- [Exercise]: Among the records, find the lines that hold the string "optional" and return them.

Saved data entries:
::::::

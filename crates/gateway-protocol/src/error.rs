//! Codec and translation errors.
//!
//! Syntax errors (`MalformedField`, `Incomplete`, `ChecksumMismatch`,
//! `BufferOverflow`) come from the codec; semantic errors
//! (`MissingRequiredTag`, `InvalidValue`, `UnknownMessageType`) come from
//! translating a well-formed message into a logical one. All of them drop
//! a single message and never poison later ones.

use thiserror::Error;

#[derive(Debug, Clone, PartialEq, Eq, Error)]
pub enum ProtocolError {
    /// A segment without `=`, a non-numeric / out-of-range tag, or bytes
    /// that are not text.
    #[error("malformed field: {0:?}")]
    MalformedField(String),

    /// No terminating CheckSum field yet; retry with more bytes.
    #[error("incomplete message: no CheckSum field yet")]
    Incomplete,

    /// The message is well-formed but a tag the handler needs is absent
    /// (or empty).
    #[error("missing required tag {0}")]
    MissingRequiredTag(u32),

    /// No routing rule for this MsgType.
    #[error("unknown message type {0:?}")]
    UnknownMessageType(String),

    /// A tag is present but its value cannot be interpreted.
    #[error("invalid value {value:?} for tag {tag}")]
    InvalidValue { tag: u32, value: String },

    #[error("checksum mismatch: computed {expected:03}, message carries {actual}")]
    ChecksumMismatch { expected: u32, actual: u32 },

    /// The streaming parser's pending buffer grew past its bound.
    #[error("pending buffer overflow: {len} bytes exceeds limit of {max}")]
    BufferOverflow { len: usize, max: usize },
}

impl ProtocolError {
    /// `true` when the caller should wait for more bytes.
    pub fn is_incomplete(&self) -> bool {
        matches!(self, ProtocolError::Incomplete)
    }

    pub(crate) fn invalid(tag: u32, value: &str) -> Self {
        ProtocolError::InvalidValue {
            tag,
            value: value.to_string(),
        }
    }
}
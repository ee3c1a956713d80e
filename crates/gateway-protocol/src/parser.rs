//! Streaming parser: accumulates received bytes and yields complete
//! messages one at a time.
//!
//! A message is complete once its CheckSum field has arrived. Anything
//! before that stays buffered, so a message split across datagrams is
//! reassembled rather than rejected. Bytes that cannot start a message
//! (no `8=` in sight) are discarded, and a partial message followed by a
//! fresh `8=` is abandoned in favour of the newer one.

use bytes::{Buf, BytesMut};
use tracing::{debug, warn};

use crate::codec::{decode, find_checksum_field};
use crate::error::ProtocolError;
use crate::message::FixMessage;
use crate::tags::SOH;

pub const DEFAULT_MAX_PENDING: usize = 64 * 1024;

#[derive(Debug)]
pub struct FixParser {
    buffer: BytesMut,
    max_pending: usize,
}

impl Default for FixParser {
    fn default() -> Self {
        FixParser::new()
    }
}

impl FixParser {
    pub fn new() -> Self {
        FixParser::with_max_pending(DEFAULT_MAX_PENDING)
    }

    pub fn with_max_pending(max_pending: usize) -> Self {
        FixParser {
            buffer: BytesMut::with_capacity(max_pending.min(DEFAULT_MAX_PENDING)),
            max_pending,
        }
    }

    /// Append received bytes.
    ///
    /// If the pending data would exceed the bound, everything pending is
    /// dropped and `BufferOverflow` is returned.
    pub fn append_buffer(&mut self, data: &[u8]) -> Result<(), ProtocolError> {
        let len = self.buffer.len() + data.len();
        if len > self.max_pending {
            warn!(len, max = self.max_pending, "parser buffer overflow, discarding");
            self.buffer.clear();
            return Err(ProtocolError::BufferOverflow {
                len,
                max: self.max_pending,
            });
        }
        self.buffer.extend_from_slice(data);
        Ok(())
    }

    /// Next complete message, `Ok(None)` if more bytes are needed.
    ///
    /// A complete but undecodable message is consumed and its error
    /// returned, so the next call proceeds with whatever follows.
    pub fn get_message(&mut self) -> Result<Option<FixMessage>, ProtocolError> {
        let Some((ck_start, ck_end)) = find_checksum_field(&self.buffer) else {
            self.discard_garbage();
            return Ok(None);
        };

        let begin = last_message_start(&self.buffer[..ck_start]).unwrap_or(0);
        if begin > 0 {
            debug!(discarded = begin, "dropping bytes before BeginString");
        }

        let mut frame = self.buffer.split_to(ck_end);
        frame.advance(begin);

        // Trailing delimiters between messages carry nothing.
        while self.buffer.first() == Some(&SOH) {
            self.buffer.advance(1);
        }

        decode(&frame).map(Some)
    }

    /// Bytes waiting for the rest of their message.
    pub fn pending(&self) -> usize {
        self.buffer.len()
    }

    pub fn clear(&mut self) {
        self.buffer.clear();
    }

    /// Without a CheckSum field yet, keep only what could still become a
    /// message: from the last `8=` field on, or a lone trailing `8`.
    fn discard_garbage(&mut self) {
        match last_message_start(&self.buffer) {
            Some(start) => self.buffer.advance(start),
            None => {
                let keep_tail = self.buffer.last() == Some(&b'8')
                    && (self.buffer.len() == 1 || self.buffer[self.buffer.len() - 2] == SOH);
                let drop = if keep_tail {
                    self.buffer.len() - 1
                } else {
                    self.buffer.len()
                };
                if drop > 0 {
                    debug!(discarded = drop, "dropping bytes with no BeginString");
                }
                self.buffer.advance(drop);
            }
        }
    }
}

/// Offset of the last field starting with `8=`.
fn last_message_start(buf: &[u8]) -> Option<usize> {
    (0..buf.len())
        .rev()
        .find(|&i| buf[i..].starts_with(b"8=") && (i == 0 || buf[i - 1] == SOH))
}
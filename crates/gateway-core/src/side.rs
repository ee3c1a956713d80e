//! Side (Buy / Sell) for orders and book levels.

/// Order / book side.
///
/// On the wire this is tag 54 (`1` = Buy, `2` = Sell). Market-data
/// entries use MDEntryType (269) instead, where `0` = Bid and `1` = Offer;
/// both map onto this enum.
#[derive(Debug, Copy, Clone, PartialEq, Eq, Hash)]
pub enum Side {
    Buy,
    Sell,
}

impl Side {
    /// FIX Side (54) code.
    pub fn as_fix(self) -> char {
        match self {
            Side::Buy => '1',
            Side::Sell => '2',
        }
    }

    /// Parse a FIX Side (54) value.
    pub fn from_fix(value: &str) -> Option<Self> {
        match value {
            "1" => Some(Side::Buy),
            "2" => Some(Side::Sell),
            _ => None,
        }
    }

    /// Parse a FIX MDEntryType (269) value: `0` bid, `1` offer.
    pub fn from_md_entry_type(value: &str) -> Option<Self> {
        match value {
            "0" => Some(Side::Buy),
            "1" => Some(Side::Sell),
            _ => None,
        }
    }

    /// MDEntryType (269) code for this side.
    pub fn as_md_entry_type(self) -> char {
        match self {
            Side::Buy => '0',
            Side::Sell => '1',
        }
    }
}

#[cfg(test)]
mod tests {
    use super::*;

    #[test]
    fn fix_codes() {
        assert_eq!(Side::from_fix("1"), Some(Side::Buy));
        assert_eq!(Side::from_fix("2"), Some(Side::Sell));
        assert_eq!(Side::from_fix("B"), None);
        assert_eq!(Side::Sell.as_fix(), '2');
    }

    #[test]
    fn md_entry_types() {
        assert_eq!(Side::from_md_entry_type("0"), Some(Side::Buy));
        assert_eq!(Side::from_md_entry_type("1"), Some(Side::Sell));
        assert_eq!(Side::from_md_entry_type("2"), None);
        assert_eq!(Side::Sell.as_md_entry_type(), '1');
    }
}
//! Configuration for the gateway server.
//!
//! Layered, later layers win:
//!
//! 1. built-in defaults
//! 2. optional TOML file (`--config <path>`)
//! 3. `GATEWAY_*` environment variables
//! 4. command-line flags (applied by `main` via [`Config::apply_overrides`])
//!
//! ```toml
//! log_level = "debug"
//!
//! [transport]
//! port = 9999
//! reply_to = "127.0.0.1:10000"
//!
//! [gateway]
//! sender_comp_id = "EXCHANGE"
//!
//! [gateway.quote]
//! spread_threshold = "0.05"
//! ```

use std::env;
use std::fmt::Display;
use std::path::Path;
use std::str::FromStr;

use anyhow::{anyhow, Context, Result};
use gateway_core::GatewayConfig;
use gateway_protocol::parser::DEFAULT_MAX_PENDING;
use serde::Deserialize;

/// Socket-level settings.
#[derive(Debug, Clone, PartialEq, Eq, Deserialize)]
#[serde(default)]
pub struct TransportConfig {
    /// Interface to bind (e.g. "0.0.0.0" or "127.0.0.1").
    pub bind_addr: String,

    /// UDP port to listen on.
    pub port: u16,

    /// Fixed destination for replies. When unset, replies go back to the
    /// sender of the datagram.
    pub reply_to: Option<String>,

    /// Size of the receive buffer; longer datagrams are truncated by the OS.
    pub recv_buffer_size: usize,

    /// Upper bound on bytes held for an unfinished message.
    pub max_pending_bytes: usize,
}

impl Default for TransportConfig {
    fn default() -> Self {
        TransportConfig {
            bind_addr: "0.0.0.0".to_string(),
            port: 9999,
            reply_to: None,
            recv_buffer_size: 65_536,
            max_pending_bytes: DEFAULT_MAX_PENDING,
        }
    }
}

impl TransportConfig {
    /// Convenience: `addr:port` socket string.
    pub fn socket_addr_string(&self) -> String {
        format!("{}:{}", self.bind_addr, self.port)
    }
}

/// Everything the server binary needs.
#[derive(Debug, Clone, PartialEq, Eq, Deserialize)]
#[serde(default)]
pub struct Config {
    pub transport: TransportConfig,
    pub gateway: GatewayConfig,

    /// Default tracing filter when `RUST_LOG` is not set.
    pub log_level: String,
}

impl Default for Config {
    fn default() -> Self {
        Config {
            transport: TransportConfig::default(),
            gateway: GatewayConfig::default(),
            log_level: "info".to_string(),
        }
    }
}

impl Config {
    /// Defaults, then the optional file, then the process environment.
    pub fn load(path: Option<&Path>) -> Result<Self> {
        let mut config = match path {
            Some(path) => Self::from_file(path)?,
            None => Config::default(),
        };
        config.apply_env(|key| env::var(key).ok())?;
        Ok(config)
    }

    /// Load configuration from a TOML file.
    pub fn from_file<P: AsRef<Path>>(path: P) -> Result<Self> {
        let content = std::fs::read_to_string(path.as_ref())
            .with_context(|| format!("Failed to read config file: {:?}", path.as_ref()))?;
        Self::from_toml_str(&content)
    }

    /// Parse configuration from TOML string.
    pub fn from_toml_str(content: &str) -> Result<Self> {
        toml::from_str(content).context("Failed to parse TOML config")
    }

    /// Overlay `GATEWAY_*` variables. `lookup` is `std::env::var` in
    /// production and a map in tests.
    pub fn apply_env<F>(&mut self, lookup: F) -> Result<()>
    where
        F: Fn(&str) -> Option<String>,
    {
        if let Some(v) = lookup("GATEWAY_BIND_ADDR") {
            self.transport.bind_addr = v;
        }
        if let Some(v) = parse_env(&lookup, "GATEWAY_PORT")? {
            self.transport.port = v;
        }
        if let Some(v) = lookup("GATEWAY_REPLY_TO") {
            self.transport.reply_to = Some(v);
        }
        if let Some(v) = lookup("GATEWAY_SENDER_COMP_ID") {
            self.gateway.sender_comp_id = v;
        }
        if let Some(v) = lookup("GATEWAY_TARGET_COMP_ID") {
            self.gateway.target_comp_id = v;
        }
        if let Some(v) = parse_env(&lookup, "GATEWAY_HEARTBEAT_INTERVAL")? {
            self.gateway.heartbeat_interval = v;
        }
        if let Some(v) = parse_env(&lookup, "GATEWAY_SPREAD_THRESHOLD")? {
            self.gateway.quote.spread_threshold = v;
        }
        if let Some(v) = parse_env(&lookup, "GATEWAY_QUOTE_QUANTITY")? {
            self.gateway.quote.quote_quantity = v;
        }
        if let Some(v) = lookup("GATEWAY_QUOTE_SYMBOL") {
            self.gateway.quote.quote_symbol = v;
        }
        if let Some(v) = lookup("GATEWAY_LOG") {
            self.log_level = v;
        }
        Ok(())
    }

    /// Apply CLI overrides to the configuration.
    pub fn apply_overrides(
        &mut self,
        bind_addr: Option<String>,
        port: Option<u16>,
        reply_to: Option<String>,
        log_level: Option<String>,
    ) {
        if let Some(bind_addr) = bind_addr {
            self.transport.bind_addr = bind_addr;
        }
        if let Some(port) = port {
            self.transport.port = port;
        }
        if reply_to.is_some() {
            self.transport.reply_to = reply_to;
        }
        if let Some(level) = log_level {
            self.log_level = level;
        }
    }
}

fn parse_env<F, T>(lookup: &F, key: &str) -> Result<Option<T>>
where
    F: Fn(&str) -> Option<String>,
    T: FromStr,
    T::Err: Display,
{
    match lookup(key) {
        Some(raw) => raw
            .trim()
            .parse::<T>()
            .map(Some)
            .map_err(|e| anyhow!("invalid {}={:?}: {}", key, raw, e)),
        None => Ok(None),
    }
}
//! Tag numbers, message types and framing constants.

/// SOH field delimiter.
pub const SOH: u8 = 0x01;

/// BeginString written by the encoder.
pub const BEGIN_STRING: &str = "FIX.4.2";

// Framing
pub const BEGIN_STRING_TAG: u32 = 8;
pub const BODY_LENGTH: u32 = 9;
pub const CHECK_SUM: u32 = 10;

// Standard header
pub const MSG_TYPE: u32 = 35;
pub const MSG_SEQ_NUM: u32 = 34;
pub const SENDER_COMP_ID: u32 = 49;
pub const TARGET_COMP_ID: u32 = 56;
pub const SENDING_TIME: u32 = 52;

// Session
pub const ENCRYPT_METHOD: u32 = 98;
pub const HEART_BT_INT: u32 = 108;
pub const TEST_REQ_ID: u32 = 112;
pub const TEXT: u32 = 58;

// Orders and executions
pub const CL_ORD_ID: u32 = 11;
pub const ORDER_ID: u32 = 37;
pub const EXEC_ID: u32 = 17;
pub const EXEC_TYPE: u32 = 150;
pub const ORD_STATUS: u32 = 39;
pub const SYMBOL: u32 = 55;
pub const SIDE: u32 = 54;
pub const ORDER_QTY: u32 = 38;
pub const PRICE: u32 = 44;
pub const ORD_TYPE: u32 = 40;
pub const TRANSACT_TIME: u32 = 60;
pub const LAST_PX: u32 = 31;
pub const LAST_SHARES: u32 = 32;

// Market data
pub const NO_MD_ENTRIES: u32 = 268;
pub const MD_ENTRY_TYPE: u32 = 269;
pub const MD_ENTRY_PX: u32 = 270;
pub const MD_ENTRY_SIZE: u32 = 271;
pub const MD_UPDATE_ACTION: u32 = 279;

/// Header tags, in the order the encoder writes them.
pub const HEADER_ORDER: [u32; 5] = [
    MSG_TYPE,
    MSG_SEQ_NUM,
    SENDER_COMP_ID,
    TARGET_COMP_ID,
    SENDING_TIME,
];

/// Tags that live inside a NoMDEntries repeating-group entry.
pub const MD_ENTRY_TAGS: [u32; 4] = [MD_ENTRY_TYPE, MD_ENTRY_PX, MD_ENTRY_SIZE, MD_UPDATE_ACTION];

pub fn is_md_entry_tag(tag: u32) -> bool {
    MD_ENTRY_TAGS.contains(&tag)
}

/// Framing tags are computed by the encoder, never copied from input.
pub fn is_framing_tag(tag: u32) -> bool {
    matches!(tag, BEGIN_STRING_TAG | BODY_LENGTH | CHECK_SUM)
}

pub fn header_position(tag: u32) -> Option<usize> {
    HEADER_ORDER.iter().position(|t| *t == tag)
}

/// MsgType (35) values.
pub mod msg_type {
    pub const HEARTBEAT: &str = "0";
    pub const TEST_REQUEST: &str = "1";
    pub const LOGOUT: &str = "5";
    pub const EXECUTION_REPORT: &str = "8";
    pub const LOGON: &str = "A";
    pub const NEW_ORDER_SINGLE: &str = "D";
    pub const MARKET_DATA_SNAPSHOT: &str = "W";
    pub const MARKET_DATA_INCREMENTAL: &str = "X";
}

const TAG_NAMES: &[(u32, &str)] = &[
    (BEGIN_STRING_TAG, "BeginString"),
    (BODY_LENGTH, "BodyLength"),
    (CHECK_SUM, "CheckSum"),
    (CL_ORD_ID, "ClOrdID"),
    (EXEC_ID, "ExecID"),
    (LAST_PX, "LastPx"),
    (LAST_SHARES, "LastShares"),
    (MSG_SEQ_NUM, "MsgSeqNum"),
    (MSG_TYPE, "MsgType"),
    (ORDER_ID, "OrderID"),
    (ORDER_QTY, "OrderQty"),
    (ORD_STATUS, "OrdStatus"),
    (ORD_TYPE, "OrdType"),
    (PRICE, "Price"),
    (SENDER_COMP_ID, "SenderCompID"),
    (SENDING_TIME, "SendingTime"),
    (SIDE, "Side"),
    (SYMBOL, "Symbol"),
    (TARGET_COMP_ID, "TargetCompID"),
    (TEXT, "Text"),
    (TRANSACT_TIME, "TransactTime"),
    (ENCRYPT_METHOD, "EncryptMethod"),
    (HEART_BT_INT, "HeartBtInt"),
    (TEST_REQ_ID, "TestReqID"),
    (EXEC_TYPE, "ExecType"),
    (NO_MD_ENTRIES, "NoMDEntries"),
    (MD_ENTRY_TYPE, "MDEntryType"),
    (MD_ENTRY_PX, "MDEntryPx"),
    (MD_ENTRY_SIZE, "MDEntrySize"),
    (MD_UPDATE_ACTION, "MDUpdateAction"),
];

/// Look up a tag number by its FIX field name, e.g. `"MsgType"` -> 35.
pub fn by_name(name: &str) -> Option<u32> {
    TAG_NAMES
        .iter()
        .find(|(_, n)| *n == name)
        .map(|(tag, _)| *tag)
}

::::::

- [Response to this exercise]:
//! 2. optional TOML file (`--config <path>`)
    /// Defaults, then the optional file, then the process environment.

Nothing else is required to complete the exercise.